REUNION: ‘Where do I belong?’

Another White Earth Adoptee... are you one?  Were you raised in a Jewish family? Please leave a comment on our website.  Let's share your stories... Trace

Native roots, hard realities surface in woman’s search for her past

two women stand shoulder to shoulder
Anita Fineday (left) and Peggy Mandel, on the day they first met.
Courtesy Peggy Mandel- Fineday learned that family members at White Earth tried to adopt Peggy

Feeling trepidation and hope, Peggy Mandel dropped a letter in the mail to a woman she’d never met but who held the key to a secret piece of her past.

Adopted and raised in a loving middle-class Jewish family, Mandel didn’t know her own origin story. As a kid, she could remember people asking, “Are you sure you're Jewish? You're too tall to be Jewish.”

She wasn’t sure either but needed to find out.
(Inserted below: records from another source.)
use std::time::Duration;

use thiserror::Error;

/// 应用程序错误类型
#[derive(Debug, Error)]
pub enum AppError {
    /// 网络传输错误（抓取页面 / 提交 / 刷新）
    #[error("传输错误: {0}")]
    Transport(#[from] TransportError),
    /// 历史记录存储错误
    #[error("存储错误: {0}")]
    Storage(#[from] StorageError),
    /// 配置错误
    #[error("配置错误: {0}")]
    Config(#[from] ConfigError),
    /// 浏览器相关错误
    #[error("浏览器错误: {0}")]
    Browser(#[from] BrowserError),
    /// 其他错误
    #[error("错误: {0}")]
    Other(String),
}

/// 网络传输错误
///
/// 全部属于"瞬时 I/O 失败"：记录、计数，循环继续，永远不是致命错误。
#[derive(Debug, Error)]
pub enum TransportError {
    /// 请求发送失败
    #[error("请求失败 ({endpoint}): {source}")]
    RequestFailed {
        endpoint: String,
        #[source]
        source: Box<dyn std::error::Error + Send + Sync>,
    },
    /// 请求超时
    #[error("请求超时 ({endpoint}), 超过 {after:?}")]
    Timeout { endpoint: String, after: Duration },
    /// 平台返回了非成功状态码
    #[error("HTTP {status} ({endpoint})")]
    BadStatus { endpoint: String, status: u16 },
    /// 页面脚本返回了无法识别的结果
    #[error("无法解析响应 ({endpoint}): {detail}")]
    Malformed { endpoint: String, detail: String },
}

/// 历史记录存储错误
#[derive(Debug, Error)]
pub enum StorageError {
    /// 读取文件失败
    #[error("读取文件失败 ({path}): {source}")]
    ReadFailed {
        path: String,
        #[source]
        source: std::io::Error,
    },
    /// 写入文件失败
    #[error("写入文件失败 ({path}): {source}")]
    WriteFailed {
        path: String,
        #[source]
        source: std::io::Error,
    },
    /// JSON 解析失败
    #[error("JSON解析失败 ({path}): {source}")]
    ParseFailed {
        path: String,
        #[source]
        source: serde_json::Error,
    },
    /// JSON 序列化失败
    #[error("JSON序列化失败: {0}")]
    SerializeFailed(#[source] serde_json::Error),
}

/// 配置错误
#[derive(Debug, Error)]
pub enum ConfigError {
    /// 参数值非法
    #[error("参数 {key} 的值 '{value}' 非法: {reason}")]
    InvalidValue {
        key: String,
        value: String,
        reason: String,
    },
    /// 未知参数
    #[error("未知参数: {key}")]
    UnknownKey { key: String },
    /// 账号缺少凭据
    #[error("账号 {account} 缺少凭据: {key}")]
    MissingCredential { account: String, key: String },
    /// 账号没有配置任何搜索地址
    #[error("账号 {account} 没有配置搜索地址")]
    NoQueries { account: String },
    /// 搜索地址无法规范化
    #[error("搜索地址 '{query}' 非法: {reason}")]
    InvalidQuery { query: String, reason: String },
    /// 账号文件不存在
    #[error("账号文件不存在: {path}")]
    AccountsFileNotFound { path: String },
    /// 账号文件解析失败
    #[error("TOML解析失败 ({path}): {source}")]
    TomlParseFailed {
        path: String,
        #[source]
        source: toml::de::Error,
    },
}

/// 浏览器相关错误
#[derive(Debug, Error)]
pub enum BrowserError {
    /// 连接浏览器失败
    #[error("无法连接到浏览器 (端口: {port}): {source}")]
    ConnectionFailed {
        port: u16,
        #[source]
        source: chromiumoxide::error::CdpError,
    },
    /// 执行脚本失败
    #[error("执行脚本失败: {0}")]
    ScriptFailed(#[source] chromiumoxide::error::CdpError),
}

// ========== 从常见错误类型转换 ==========

impl From<chromiumoxide::error::CdpError> for AppError {
    fn from(err: chromiumoxide::error::CdpError) -> Self {
        AppError::Browser(BrowserError::ScriptFailed(err))
    }
}

// ========== 便捷构造函数 ==========

impl AppError {
    /// 创建请求失败错误
    pub fn request_failed(
        endpoint: impl Into<String>,
        source: impl std::error::Error + Send + Sync + 'static,
    ) -> Self {
        AppError::Transport(TransportError::RequestFailed {
            endpoint: endpoint.into(),
            source: Box::new(source),
        })
    }

    /// 创建请求超时错误
    pub fn timeout(endpoint: impl Into<String>, after: Duration) -> Self {
        AppError::Transport(TransportError::Timeout {
            endpoint: endpoint.into(),
            after,
        })
    }

    /// 创建非成功状态码错误
    pub fn bad_status(endpoint: impl Into<String>, status: u16) -> Self {
        AppError::Transport(TransportError::BadStatus {
            endpoint: endpoint.into(),
            status,
        })
    }

    /// 创建响应无法解析错误
    pub fn malformed(endpoint: impl Into<String>, detail: impl Into<String>) -> Self {
        AppError::Transport(TransportError::Malformed {
            endpoint: endpoint.into(),
            detail: detail.into(),
        })
    }

    /// 创建文件读取错误
    pub fn read_failed(path: impl Into<String>, source: std::io::Error) -> Self {
        AppError::Storage(StorageError::ReadFailed {
            path: path.into(),
            source,
        })
    }

    /// 创建文件写入错误
    pub fn write_failed(path: impl Into<String>, source: std::io::Error) -> Self {
        AppError::Storage(StorageError::WriteFailed {
            path: path.into(),
            source,
        })
    }

    /// 创建参数非法错误
    pub fn invalid_value(
        key: impl Into<String>,
        value: impl Into<String>,
        reason: impl Into<String>,
    ) -> Self {
        AppError::Config(ConfigError::InvalidValue {
            key: key.into(),
            value: value.into(),
            reason: reason.into(),
        })
    }
}

// ========== Result 类型别名 ==========

/// 应用程序结果类型
pub type AppResult<T> = Result<T, AppError>;

#[cfg(test)]
mod tests {
    use super::*;

    #[test]
    fn constructors_pick_the_right_layer() {
        let err = AppError::timeout("/applicant/vacancy_response/popup", Duration::from_secs(15));
        assert!(matches!(err, AppError::Transport(TransportError::Timeout { .. })));
        assert!(err.to_string().contains("请求超时"));

        let err = AppError::invalid_value("pages_per_query", "0", "必须为正数");
        assert!(matches!(err, AppError::Config(ConfigError::InvalidValue { .. })));
    }

    #[test]
    fn config_error_display() {
        let err: AppError = ConfigError::MissingCredential {
            account: "Demo".into(),
            key: "hhtoken".into(),
        }
        .into();
        assert_eq!(err.to_string(), "配置错误: 账号 Demo 缺少凭据: hhtoken");
    }
}
//! 暂停 / 恢复 / 停止
//!
//! 工作循环只在检查点读取运行状态，不会中断正在进行的网络请求；
//! 计时等待（轮次间隔、投递间隔、限制期轮询）会被暂停和停止立即打断。

use std::time::Duration;

use tokio::sync::watch;

/// 全局运行状态
#[derive(Debug, Clone, Copy, PartialEq, Eq)]
pub enum RunState {
    Running,
    Paused,
    Stopped,
}

/// 运行状态的唯一写入方，由编排器持有
#[derive(Debug)]
pub struct RunControl {
    tx: watch::Sender<RunState>,
}

impl Default for RunControl {
    fn default() -> Self {
        Self::new()
    }
}

impl RunControl {
    pub fn new() -> Self {
        let (tx, _rx) = watch::channel(RunState::Running);
        Self { tx }
    }

    pub fn handle(&self) -> ControlHandle {
        ControlHandle {
            rx: self.tx.subscribe(),
        }
    }

    pub fn state(&self) -> RunState {
        *self.tx.borrow()
    }

    /// 暂停；已停止时无效。返回状态是否发生变化
    pub fn pause(&self) -> bool {
        self.tx.send_if_modified(|s| {
            if *s == RunState::Running {
                *s = RunState::Paused;
                true
            } else {
                false
            }
        })
    }

    /// 恢复；已停止时无效。返回状态是否发生变化
    pub fn resume(&self) -> bool {
        self.tx.send_if_modified(|s| {
            if *s == RunState::Paused {
                *s = RunState::Running;
                true
            } else {
                false
            }
        })
    }

    /// 停止，不可恢复
    pub fn stop(&self) {
        self.tx.send_replace(RunState::Stopped);
    }
}

/// 工作循环持有的只读句柄
#[derive(Debug, Clone)]
pub struct ControlHandle {
    rx: watch::Receiver<RunState>,
}

impl ControlHandle {
    /// 当前状态；写入方已不存在时视为停止
    pub fn current(&self) -> RunState {
        if self.rx.has_changed().is_err() {
            return RunState::Stopped;
        }
        *self.rx.borrow()
    }

    pub fn is_running(&self) -> bool {
        self.current() == RunState::Running
    }

    /// 暂停期间一直等待，返回离开暂停后的状态
    pub async fn wait_while_paused(&mut self) -> RunState {
        match self.rx.wait_for(|s| *s != RunState::Paused).await {
            Ok(state) => *state,
            Err(_) => RunState::Stopped,
        }
    }

    /// 可被暂停 / 停止打断的等待
    ///
    /// 完整等待结束返回 true，被打断返回 false。
    pub async fn sleep(&mut self, duration: Duration) -> bool {
        if !self.is_running() {
            return false;
        }
        tokio::select! {
            _ = tokio::time::sleep(duration) => true,
            _ = self.rx.wait_for(|s| *s != RunState::Running) => false,
        }
    }
}
use chromiumoxide::{Browser, Page};
use futures::StreamExt;
use tokio::time::sleep;
use tracing::{debug, error, info};

use crate::error::{AppError, AppResult, BrowserError};

/// 连接到已启动的浏览器并取得一个页面
///
/// 优先复用地址以 `target_url` 开头的已打开页面（已登录的会话），
/// 找不到时新建页面并导航过去。
pub async fn connect_to_browser_and_page(
    port: u16,
    target_url: Option<&str>,
) -> AppResult<(Browser, Page)> {
    let browser_url = format!("http://localhost:{}", port);
    info!("正在连接到浏览器: {}", browser_url);

    let (browser, mut handler) = Browser::connect(&browser_url).await.map_err(|e| {
        error!("连接浏览器失败: {}", e);
        AppError::Browser(BrowserError::ConnectionFailed { port, source: e })
    })?;
    debug!("浏览器连接成功");

    // 在后台处理浏览器事件
    tokio::spawn(async move {
        while let Some(h) = handler.next().await {
            if h.is_err() {
                break;
            }
        }
    });

    // 等待浏览器状态同步
    sleep(tokio::time::Duration::from_millis(300)).await;

    let pages = browser.pages().await?;
    debug!("获取到 {} 个页面", pages.len());

    if let Some(url) = target_url {
        for p in pages.iter() {
            if let Ok(Some(page_url)) = p.url().await {
                if page_url.starts_with(url) {
                    info!("✓ 复用已打开的页面: {}", page_url);
                    return Ok((browser, p.clone()));
                }
            }
        }

        debug!("未找到匹配的页面，创建新页面并导航到: {}", url);
        let page = browser.new_page("about:blank").await.map_err(|e| {
            error!("创建新页面失败: {}", e);
            e
        })?;
        page.goto(url).await.map_err(|e| {
            error!("导航到 {} 失败: {}", url, e);
            e
        })?;
        info!("已导航到: {}", url);
        return Ok((browser, page));
    }

    let page = browser.new_page("about:blank").await?;
    Ok((browser, page))
}
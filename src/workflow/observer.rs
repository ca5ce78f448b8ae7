//! 工作循环对外发出的事件
//!
//! 核心逻辑不关心事件如何展示；[`TracingObserver`] 输出为日志，
//! [`ChannelObserver`] 把事件转发给外部界面或测试。

use tokio::sync::mpsc;
use tracing::{debug, error, info, warn};

use super::state::WorkerState;
use crate::models::{ItemId, ItemMeta, OutcomeKind, SessionCounters};

/// 日志级别
#[derive(Debug, Clone, Copy, PartialEq, Eq)]
pub enum LogLevel {
    Info,
    Success,
    Warning,
    Error,
}

/// 工作循环事件
#[derive(Debug, Clone, PartialEq)]
pub enum WorkerEvent {
    StatusChanged {
        account: String,
        state: WorkerState,
    },
    Log {
        account: Option<String>,
        level: LogLevel,
        message: String,
    },
    QueueUpdated {
        account: String,
        items: Vec<ItemId>,
        cursor: usize,
    },
    CountersChanged {
        account: String,
        counters: SessionCounters,
    },
    /// 一个条目处理完成
    ItemProcessed {
        account: String,
        item: ItemId,
        outcome: OutcomeKind,
        meta: Option<ItemMeta>,
    },
}

/// 事件接收方
pub trait Observer: Send + Sync {
    fn on_event(&self, event: WorkerEvent);
}

/// 把事件写成 tracing 日志
#[derive(Debug, Default, Clone, Copy)]
pub struct TracingObserver;

fn prefix(account: &Option<String>) -> String {
    match account {
        Some(name) => format!("[账号 {}] ", name),
        None => String::new(),
    }
}

impl Observer for TracingObserver {
    fn on_event(&self, event: WorkerEvent) {
        match event {
            WorkerEvent::StatusChanged { account, state } => {
                debug!("[账号 {}] 状态 -> {}", account, state);
            }
            WorkerEvent::Log {
                account,
                level,
                message,
            } => {
                let p = prefix(&account);
                match level {
                    LogLevel::Info => info!("{}{}", p, message),
                    LogLevel::Success => info!("{}✓ {}", p, message),
                    LogLevel::Warning => warn!("{}⚠️ {}", p, message),
                    LogLevel::Error => error!("{}❌ {}", p, message),
                }
            }
            WorkerEvent::QueueUpdated {
                account,
                items,
                cursor,
            } => {
                debug!("[账号 {}] 队列 {}/{}", account, cursor, items.len());
            }
            WorkerEvent::CountersChanged { account, counters } => {
                debug!(
                    "[账号 {}] 已投递 {} | 测试 {} | 已投过 {} | 错误 {}",
                    account, counters.sent, counters.challenged, counters.already_seen, counters.errored
                );
            }
            WorkerEvent::ItemProcessed {
                account,
                item,
                outcome,
                meta,
            } => {
                let detail = meta
                    .map(|m| format!(" {} @ {}", m.title, m.company))
                    .unwrap_or_default();
                debug!("[账号 {}] {} -> {}{}", account, item, outcome, detail);
            }
        }
    }
}

/// 把事件转发到无界通道
#[derive(Debug, Clone)]
pub struct ChannelObserver {
    tx: mpsc::UnboundedSender<WorkerEvent>,
}

impl ChannelObserver {
    pub fn new() -> (Self, mpsc::UnboundedReceiver<WorkerEvent>) {
        let (tx, rx) = mpsc::unbounded_channel();
        (Self { tx }, rx)
    }
}

impl Observer for ChannelObserver {
    fn on_event(&self, event: WorkerEvent) {
        // 接收端已关闭时丢弃
        let _ = self.tx.send(event);
    }
}
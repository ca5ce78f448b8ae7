//! 账号上下文
//!
//! 封装"我正在为哪个账号工作"以及事件出口

use std::fmt::Display;
use std::sync::Arc;

use super::observer::{LogLevel, Observer, WorkerEvent};
use crate::models::Account;

/// 账号上下文
#[derive(Clone)]
pub struct AccountCtx {
    pub account: Arc<Account>,
    observer: Arc<dyn Observer>,
}

impl AccountCtx {
    pub fn new(account: Arc<Account>, observer: Arc<dyn Observer>) -> Self {
        Self { account, observer }
    }

    /// 日志中显示的账号名
    pub fn label(&self) -> &str {
        self.account.label()
    }

    pub fn emit(&self, event: WorkerEvent) {
        self.observer.on_event(event);
    }

    pub fn log(&self, level: LogLevel, message: impl Into<String>) {
        self.emit(WorkerEvent::Log {
            account: Some(self.label().to_string()),
            level,
            message: message.into(),
        });
    }

    pub fn info(&self, message: impl Into<String>) {
        self.log(LogLevel::Info, message);
    }

    pub fn success(&self, message: impl Into<String>) {
        self.log(LogLevel::Success, message);
    }

    pub fn warn(&self, message: impl Into<String>) {
        self.log(LogLevel::Warning, message);
    }

    pub fn error(&self, message: impl Into<String>) {
        self.log(LogLevel::Error, message);
    }
}

impl Display for AccountCtx {
    fn fmt(&self, f: &mut std::fmt::Formatter<'_>) -> std::fmt::Result {
        write!(f, "[账号 {}]", self.label())
    }
}
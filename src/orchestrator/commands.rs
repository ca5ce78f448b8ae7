//! 操作员命令
//!
//! 从标准输入逐行读取，例如 `pause`、`set inter_cycle_pause 5m`、`applied 20`。

use std::str::FromStr;

use crate::error::AppError;

/// 列表命令默认显示的条数
pub const DEFAULT_LIST_LIMIT: usize = 20;

#[derive(Debug, Clone, PartialEq, Eq)]
pub enum OperatorCommand {
    Pause,
    Resume,
    Stop,
    /// 各账号计数和状态
    Stats,
    /// 当前运行参数
    Show,
    /// 修改运行参数
    Set { key: String, value: String },
    /// 最近的已投递记录
    Applied(usize),
    /// 最近的需要测试记录
    Challenged(usize),
    Help,
}

pub const HELP: &str = "命令: pause | resume | stop | stats | show | set <参数> <值> | applied [n] | tests [n] | help";

fn parse_limit(arg: Option<&str>) -> Result<usize, AppError> {
    match arg {
        None => Ok(DEFAULT_LIST_LIMIT),
        Some(raw) => raw
            .parse()
            .map_err(|_| AppError::invalid_value("limit", raw, "需要正整数")),
    }
}

impl FromStr for OperatorCommand {
    type Err = AppError;

    fn from_str(line: &str) -> Result<Self, Self::Err> {
        let mut parts = line.split_whitespace();
        let Some(cmd) = parts.next() else {
            return Err(AppError::Other("空命令".to_string()));
        };
        let arg = parts.next();

        let command = match cmd.to_ascii_lowercase().as_str() {
            "pause" | "p" => OperatorCommand::Pause,
            "resume" | "r" => OperatorCommand::Resume,
            "stop" | "quit" | "q" => OperatorCommand::Stop,
            "stats" | "s" => OperatorCommand::Stats,
            "show" | "config" => OperatorCommand::Show,
            "set" => {
                let (Some(key), Some(value)) = (arg, parts.next()) else {
                    return Err(AppError::Other("用法: set <参数> <值>".to_string()));
                };
                OperatorCommand::Set {
                    key: key.to_string(),
                    value: value.to_string(),
                }
            }
            "applied" => OperatorCommand::Applied(parse_limit(arg)?),
            "tests" => OperatorCommand::Challenged(parse_limit(arg)?),
            "help" | "h" | "?" => OperatorCommand::Help,
            other => return Err(AppError::Other(format!("未知命令: {} ({})", other, HELP))),
        };
        Ok(command)
    }
}
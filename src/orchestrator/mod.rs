//! 编排层（Orchestration Layer）
//!
//! ## 模块划分
//!
//! ### `app` - 应用生命周期
//! - 加载账号和历史记录，选择传输方式
//! - 读取操作员命令（暂停、恢复、停止、统计、调整参数）
//! - 输出最终统计
//!
//! ### `account_orchestrator` - 多账号编排
//! - 每个账号一个独立任务
//! - 汇总各账号的计数和状态快照
//!
//! ### `control` - 运行控制
//! - 全局 运行 / 暂停 / 停止 信号，各账号在检查点读取
//!
//! ### `commands` - 操作员命令解析
//!
//! ## 层次关系
//!
//! ```text
//! app (处理操作员命令)
//!     ↓
//! account_orchestrator (处理 Vec<Account>)
//!     ↓
//! workflow::AccountWorker (处理单个账号的循环)
//!     ↓
//! services (能力层：collector / classifier / history / limit / refresh)
//!     ↓
//! clients (传输：HTTP / 浏览器)
//! ```

pub mod account_orchestrator;
pub mod app;
pub mod commands;
pub mod control;

pub use account_orchestrator::Orchestrator;
pub use app::App;
pub use commands::OperatorCommand;
pub use control::{ControlHandle, RunControl, RunState};
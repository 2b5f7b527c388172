/// Snapshot of store-level counters.
///
/// `hits`/`misses` count [`try_get`](crate::store::CacheStore::try_get)
/// outcomes; `inserts` and `updates` split [`put`](crate::store::CacheStore::put)
/// calls by whether the key was new.
#[derive(Debug, Clone, Copy, Default, PartialEq, Eq)]
pub struct StoreMetrics {
    pub hits: u64,
    pub misses: u64,
    pub inserts: u64,
    pub updates: u64,
    pub removes: u64,
    pub evictions: u64,
}

impl StoreMetrics {
    /// Fraction of lookups that hit, 0.0 when there were none.
    pub fn hit_rate(&self) -> f64 {
        let total = self.hits + self.misses;
        if total == 0 {
            0.0
        } else {
            self.hits as f64 / total as f64
        }
    }
}
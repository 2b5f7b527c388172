use freqcache::store::CacheStore;

fn main() {
    let mut store: CacheStore<&str, String> = CacheStore::new(Some(2));

    store.put("a", "alpha".to_string());
    store.put("b", "beta".to_string());

    store.try_get(&"a");
    let evicted = store.put("c", "gamma".to_string());

    println!("contains a? {}", store.contains(&"a"));
    println!("contains b? {}", store.contains(&"b"));
    println!("evicted: {:?}", evicted.map(|(key, _)| key));
    println!("frequency of a: {:?}", store.frequency(&"a"));
}

// Expected output:
// contains a? true
// contains b? false
// evicted: Some("b")
// frequency of a: Some(2)
//
// Explanation: capacity=2; "a" is read before inserting "c", so "b" has the
// lowest count and is evicted.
After decades of searching, she’d come across a name — someone who might be a blood relative, someone who would lead her to a wrenching history of Native people in Minnesota she wasn’t supposed to find.

Mandel had been so scared she couldn’t write the letter. Her husband Joel wrote it. For weeks, there was silence. Then came a voicemail that changed lives across two families and three generations.

“I am pleasantly surprised. I'm shocked,” said the voice. “And I would like to connect with you.”

...

Mandel, who moved to the Twin Cities at age 11, started looking for her birth mother in the 1990s. However Kentucky adoption records were closed and no information was available.

About eight years ago she sought help from a staff member at the Children’s Home Society, a St. Paul adoption agency.

In early 2014, an agency staff member called. “She said, ‘We found her. She is alive and well. But we can't tell you where she lives. And she doesn't want anybody to know. She doesn't want to meet you,’” recalled Mandel.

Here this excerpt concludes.